THE cult of Cuomo, self-pitying KPMG staff and life on the frontline in A&E were the issues raised by columnists and contributors in the newspapers.

The Daily Mail

Piers Morgan said he had initially praised New York’s Governor Andrew Cuomo and his lengthy daily pressers during the first wave of the pandemic,

But, he said, no one was more pleased with his performance than the Governor himself who brought a book out entitled ‘American Crisis: leadership lessons from the Covid-19 Pandemic.’

“In an interview with New York magazine to promote the book, he even described his own briefings as ‘incredible’”, he said. “Cuomo was even awarded an international Emmy award in late November, ‘in recognition of his leadership during the Covid-19 pandemic and his masterful use of television to inform and calm people around the world.’”

Now, he said, it turns out Cuomo hid the shocking truth about New York State’s nursing-home death toll to protect his ‘self-acclaimed hero halo.’

“It’s time to stop giving Governor Cuomo awards and start holding him to proper account for the needless deaths of thousands of people.”

The Daily Express

Ross Clark said KPMG consultants are feeling a little hard done by after having their pay cut from an average of £640,000 to £572,000 and their boss, Bill Michael, telling them to stop complaining about the harsh economic reality of the pandemic.

“What he failed to appreciate, needless to say, is that we are all “victims” nowadays,” he said. “After a recording of the meeting went viral, Mr Michael was suspended as he was accused of bullying and damaging employees’ mental health.

“There is no excuse for workplace bullying or discrimination.

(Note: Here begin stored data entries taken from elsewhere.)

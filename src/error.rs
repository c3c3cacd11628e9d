use axum::{
    http::StatusCode,
    response::{IntoResponse, Response},
    Json,
};
use serde_json::json;
use tracing::error;

/// Error type shared by every handler. Each variant maps to a fixed HTTP
/// status at the boundary; handlers fail fast and never retry.
#[derive(Debug, thiserror::Error)]
pub enum ApiError {
    /// Missing or malformed input.
    #[error("{0}")]
    Validation(String),

    /// Uniqueness violation (duplicate email, non-empty store on init).
    #[error("{0}")]
    Conflict(String),

    /// Bad credentials.
    #[error("{0}")]
    Auth(String),

    /// No bearer token on a protected route.
    #[error("Access denied. No token provided.")]
    MissingToken,

    /// Token present but failed signature or expiry checks.
    #[error("Invalid or expired token.")]
    InvalidToken,

    /// Referenced entity is gone. A validly signed token whose account has
    /// been deleted lands here, not at 401.
    #[error("{0}")]
    NotFound(String),

    #[error("Internal server error")]
    Internal(#[from] anyhow::Error),
}

impl ApiError {
    pub fn status_code(&self) -> StatusCode {
        match self {
            ApiError::Validation(_) | ApiError::Conflict(_) => StatusCode::BAD_REQUEST,
            ApiError::Auth(_) | ApiError::MissingToken => StatusCode::UNAUTHORIZED,
            ApiError::InvalidToken => StatusCode::FORBIDDEN,
            ApiError::NotFound(_) => StatusCode::NOT_FOUND,
            ApiError::Internal(_) => StatusCode::INTERNAL_SERVER_ERROR,
        }
    }
}

impl IntoResponse for ApiError {
    fn into_response(self) -> Response {
        let status = self.status_code();
        // Log the cause server-side but never leak it to the client.
        if let ApiError::Internal(ref source) = self {
            error!(error = %source, "internal error");
        }
        (status, Json(json!({ "error": self.to_string() }))).into_response()
    }
}
use argon2::{
    password_hash::{PasswordHash, PasswordHasher, PasswordVerifier, SaltString},
    Argon2,
};
use rand::rngs::OsRng;
use tracing::error;

/// Hash a plaintext password with a freshly generated salt.
pub fn hash_password(plain: &str) -> anyhow::Result<String> {
    let salt = SaltString::generate(&mut OsRng);
    let hash = Argon2::default()
        .hash_password(plain.as_bytes(), &salt)
        .map_err(|e| {
            error!(error = %e, "argon2 hash_password error");
            anyhow::anyhow!(e.to_string())
        })?
        .to_string();
    Ok(hash)
}

/// Check a plaintext password against a stored hash. Goes through the
/// algorithm's own verification routine; a malformed stored hash is an
/// error, not a mismatch.
pub fn verify_password(plain: &str, hash: &str) -> anyhow::Result<bool> {
    let parsed = PasswordHash::new(hash).map_err(|e| {
        error!(error = %e, "argon2 parse hash error");
        anyhow::anyhow!(e.to_string())
    })?;
    Ok(Argon2::default()
        .verify_password(plain.as_bytes(), &parsed)
        .is_ok())
}
//! qutest version information.
//!
//! ## Notes
//!
//! - The value is taken from Cargo metadata (`CARGO_PKG_VERSION`) at compile time.
//! - Prefer this constant over repeating `env!("CARGO_PKG_VERSION")` in multiple places.

/// The qutest version string (for example, `0.1.0`).
pub const QUTEST_VERSION: &str = env!("CARGO_PKG_VERSION");
//! Per-job browser session
//!
//! ## State machine
//!
//! `Created → Navigating → AwaitingResult → {Completed | Failed}`
//!
//! - **Created**: allocate a fresh browser context and a blank page inside it, subscribe to network responses,
//!   register the job-scoped capture binding, and start coverage when requested.
//! - **Navigating**: load the harness page for the job's test path.
//! - **AwaitingResult**: wait for the binding payload, or for the bundle or QUnit request to fail.
//! - **Completed**: payload decoded into a [`RunEnd`].
//!
//! Every await is bounded by one per-job deadline and raced against the shutdown signal. Page and context are
//! disposed on both the success and the failure path, unless sessions are kept alive for inspection.

use std::future::Future;
use std::pin::pin;
use std::sync::Arc;
use std::time::Duration;

use chromiumoxide::Page;
use chromiumoxide::cdp::browser_protocol::browser::BrowserContextId;
use chromiumoxide::cdp::browser_protocol::network::EnableParams as EnableNetworkParams;
use chromiumoxide::cdp::browser_protocol::target::{
    CreateBrowserContextParams, CreateTargetParams, DisposeBrowserContextParams,
};
use chromiumoxide::cdp::js_protocol::profiler;
use futures::{Stream, StreamExt};
use qutest_core::{RunEnd, binding_name};
use tokio::time::Instant;

use super::BrowserRoot;
use super::capture::CaptureBinding;
use super::coverage::CoverageSummary;
use super::network::{self, PageSignal};
use crate::cli::test_interfaces::{JobError, JobRunner, SessionError, SessionState};
use crate::cli::test_runner::{RunResult, TestJob};
use crate::server::HarnessUrls;
use crate::server::assets::AssetKind;
use crate::shutdown::Shutdown;

/// Upper bound on closing one page and its context.
const TEARDOWN_TIMEOUT: Duration = Duration::from_secs(5);

/// Await `step` unless the deadline passes or shutdown fires first.
///
/// Expiry is reported as the configured per-job `timeout`, not the time left for this step.
async fn bounded<T, F>(shutdown: &Shutdown, deadline: Instant, timeout: Duration, step: F) -> Result<T, SessionError>
where
    F: Future<Output = Result<T, SessionError>>,
{
    tokio::select! {
        biased;
        _ = shutdown.cancelled() => Err(SessionError::Cancelled),
        out = tokio::time::timeout_at(deadline, step) => {
            out.unwrap_or_else(|_| Err(SessionError::Timeout(timeout)))
        }
    }
}

/// Requests whose failure means the page can never report.
#[derive(Debug, Clone, PartialEq, Eq)]
struct WatchedUrls {
    bundle: String,
    framework: String,
}

impl WatchedUrls {
    fn for_test(urls: &HarnessUrls, test_path: &str) -> Self {
        Self {
            bundle: urls.bundle(test_path),
            framework: urls.asset(AssetKind::Script),
        }
    }

    fn check(&self, signal: &PageSignal) -> Option<SessionError> {
        match signal {
            PageSignal::Response { url, status } if *status >= 400 => {
                if *url == self.bundle {
                    Some(SessionError::Build {
                        url: url.clone(),
                        status: *status,
                    })
                } else if *url == self.framework {
                    Some(SessionError::Load {
                        url: url.clone(),
                        reason: format!("HTTP {status}"),
                    })
                } else {
                    None
                }
            }
            PageSignal::Failed { url, reason } if *url == self.bundle || *url == self.framework => {
                Some(SessionError::Load {
                    url: url.clone(),
                    reason: reason.clone(),
                })
            }
            _ => None,
        }
    }
}

/// Wait for the page's payload while watching its requests.
///
/// A failed watched request resolves the job at once; the binding would otherwise never be called.
async fn await_result<S, P>(signals: S, payload: P, watched: &WatchedUrls) -> Result<String, SessionError>
where
    S: Stream<Item = PageSignal>,
    P: Future<Output = Option<String>>,
{
    let mut signals = pin!(signals.fuse());
    let mut payload = pin!(payload);
    loop {
        tokio::select! {
            biased;
            Some(signal) = signals.next() => {
                if let Some(error) = watched.check(&signal) {
                    return Err(error);
                }
            }
            received = &mut payload => return received.ok_or(SessionError::Disconnected),
        }
    }
}

/// Runs jobs in isolated sessions of a shared browser, against one harness server.
pub struct BrowserRunner {
    root: Arc<BrowserRoot>,
    urls: HarnessUrls,
    timeout: Duration,
    coverage: bool,
    keep_alive: bool,
    shutdown: Shutdown,
}

impl BrowserRunner {
    pub fn new(root: Arc<BrowserRoot>, urls: HarnessUrls, timeout: Duration, shutdown: Shutdown) -> Self {
        Self {
            root,
            urls,
            timeout,
            coverage: false,
            keep_alive: false,
            shutdown,
        }
    }

    pub fn with_coverage(mut self, coverage: bool) -> Self {
        self.coverage = coverage;
        self
    }

    /// Leave pages and contexts open after each job.
    pub fn with_keep_alive(mut self, keep_alive: bool) -> Self {
        self.keep_alive = keep_alive;
        self
    }

    async fn bounded<T, F>(&self, deadline: Instant, step: F) -> Result<T, SessionError>
    where
        F: Future<Output = Result<T, SessionError>>,
    {
        bounded(&self.shutdown, deadline, self.timeout, step).await
    }
}

impl JobRunner for BrowserRunner {
    async fn run(&self, job: TestJob) -> Result<RunResult, JobError> {
        let deadline = Instant::now() + self.timeout;
        let mut session = Session::new(self, &job.path);
        let driven = session.drive(&binding_name(job.id), deadline).await;
        session.teardown().await;

        let (payload, elapsed, coverage) = driven.map_err(|(state, source)| JobError::Session {
            path: job.path.clone(),
            state,
            source,
        })?;
        let run_end = RunEnd::from_payload(&payload).map_err(|source| JobError::Protocol {
            path: job.path.clone(),
            source,
        })?;
        tracing::debug!(path = %job.path, status = %run_end.status, "job completed");
        Ok(RunResult {
            path: job.path,
            elapsed,
            run_end,
            coverage,
        })
    }
}

type Captured = (String, Duration, Option<CoverageSummary>);

struct Session<'a> {
    runner: &'a BrowserRunner,
    path: &'a str,
    state: SessionState,
    context: Option<BrowserContextId>,
    page: Option<Page>,
}

impl<'a> Session<'a> {
    fn new(runner: &'a BrowserRunner, path: &'a str) -> Self {
        Self {
            runner,
            path,
            state: SessionState::Created,
            context: None,
            page: None,
        }
    }

    fn transition(&mut self, next: SessionState) {
        tracing::debug!(path = self.path, from = %self.state, to = %next, "session state");
        self.state = next;
    }

    /// Run the session to completion. Errors carry the state the session failed in.
    async fn drive(&mut self, binding: &str, deadline: Instant) -> Result<Captured, (SessionState, SessionError)> {
        match self.capture(binding, deadline).await {
            Ok(captured) => {
                self.transition(SessionState::Completed);
                Ok(captured)
            }
            Err(e) => {
                let failed_in = self.state;
                self.transition(SessionState::Failed);
                Err((failed_in, e))
            }
        }
    }

    async fn capture(&mut self, binding: &str, deadline: Instant) -> Result<Captured, SessionError> {
        let runner = self.runner;
        let browser = runner.root.browser();

        let created = runner
            .bounded(deadline, async {
                browser
                    .execute(CreateBrowserContextParams::default())
                    .await
                    .map_err(SessionError::Allocate)
            })
            .await?;
        let context = created.result.browser_context_id.clone();
        self.context = Some(context.clone());

        let target = CreateTargetParams::builder()
            .url("about:blank")
            .browser_context_id(context)
            .build()
            .map_err(SessionError::Params)?;
        let page = runner
            .bounded(deadline, async { browser.new_page(target).await.map_err(SessionError::Allocate) })
            .await?;
        self.page = Some(page.clone());

        let (signals, mut capture) = runner
            .bounded(deadline, async {
                let signals = network::listen(&page).await.map_err(SessionError::Subscribe)?;
                page.execute(EnableNetworkParams::default())
                    .await
                    .map_err(SessionError::Subscribe)?;
                let capture = CaptureBinding::register(&page, binding)
                    .await
                    .map_err(SessionError::Binding)?;
                Ok::<_, SessionError>((signals, capture))
            })
            .await?;

        if runner.coverage {
            runner
                .bounded(deadline, async {
                    page.execute(profiler::EnableParams::default())
                        .await
                        .map_err(SessionError::Coverage)?;
                    let start = profiler::StartPreciseCoverageParams::builder()
                        .call_count(true)
                        .detailed(false)
                        .build();
                    page.execute(start).await.map_err(SessionError::Coverage)?;
                    Ok::<_, SessionError>(())
                })
                .await?;
        }

        self.transition(SessionState::Navigating);
        let url = runner.urls.test_page(self.path, binding);
        let started = Instant::now();
        runner
            .bounded(deadline, async {
                page.goto(url).await.map(|_| ()).map_err(SessionError::Navigation)
            })
            .await?;

        self.transition(SessionState::AwaitingResult);
        let watched = WatchedUrls::for_test(&runner.urls, self.path);
        let payload = runner
            .bounded(deadline, await_result(signals, capture.recv(), &watched))
            .await?;
        let elapsed = started.elapsed();

        let coverage = if runner.coverage {
            let taken = runner
                .bounded(deadline, async {
                    page.execute(profiler::TakePreciseCoverageParams::default())
                        .await
                        .map_err(SessionError::Coverage)
                })
                .await?;
            Some(CoverageSummary::from_scripts(&taken.result.result))
        } else {
            None
        };

        Ok((payload, elapsed, coverage))
    }

    async fn teardown(self) {
        if self.runner.keep_alive {
            tracing::debug!(path = self.path, "keeping session open");
            return;
        }
        let browser = self.runner.root.browser();
        let path = self.path;
        let closed = tokio::time::timeout(TEARDOWN_TIMEOUT, async move {
            if let Some(page) = self.page {
                if let Err(e) = page.close().await {
                    tracing::debug!(path, "closing page: {e}");
                }
            }
            if let Some(context) = self.context {
                if let Err(e) = browser.execute(DisposeBrowserContextParams::new(context)).await {
                    tracing::debug!(path, "disposing browser context: {e}");
                }
            }
        })
        .await;
        if closed.is_err() {
            tracing::warn!(path, "session teardown timed out");
        }
    }
}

But I don’t blame Bill Michael speaking to his whingeing, highly paid staff in the way he did - and I suspect a great number of people who have worked through the Covid crisis, or have been left jobless as a result of it, will agree.”

The Guardian

An anonymous junior doctor in A&E in a London hospital said a red phone rings to alert staff when a very sick patient is coming in.

In the past six weeks, it has been ringing a lot.

“Outside, four or five ambulances wait with patients needing litres of oxygen a minute,” they said. “As there is no space in the hospital, beds fill up in A&E, so we go out into the car park to assess patients isolating in the back of ambulances.”

They said a decrease in Covid in the second half of January had eased the pressure on the hospital but the wait to be seen can still be at least four hours long.

“The problem now isn’t just the chronic underfunding of emergency services,” they said. “The fact is, some hospitals don’t have space to cope with more Covid-19 patients.”

They remember waiting for a patient to arrive after hearing the red phone ring, they said

“He’d come into the hospital three days before with a mild cough, short of breath. His oxygen was low, but not low enough. Now he was back.”

They remember making internal phone calls last year to alert relatives in other wards about a loved one’s death in A&E.

“Now I feel a selfish relief that it won’t be me. Another doctor will have to have that conversation; the red phone is already ringing again.”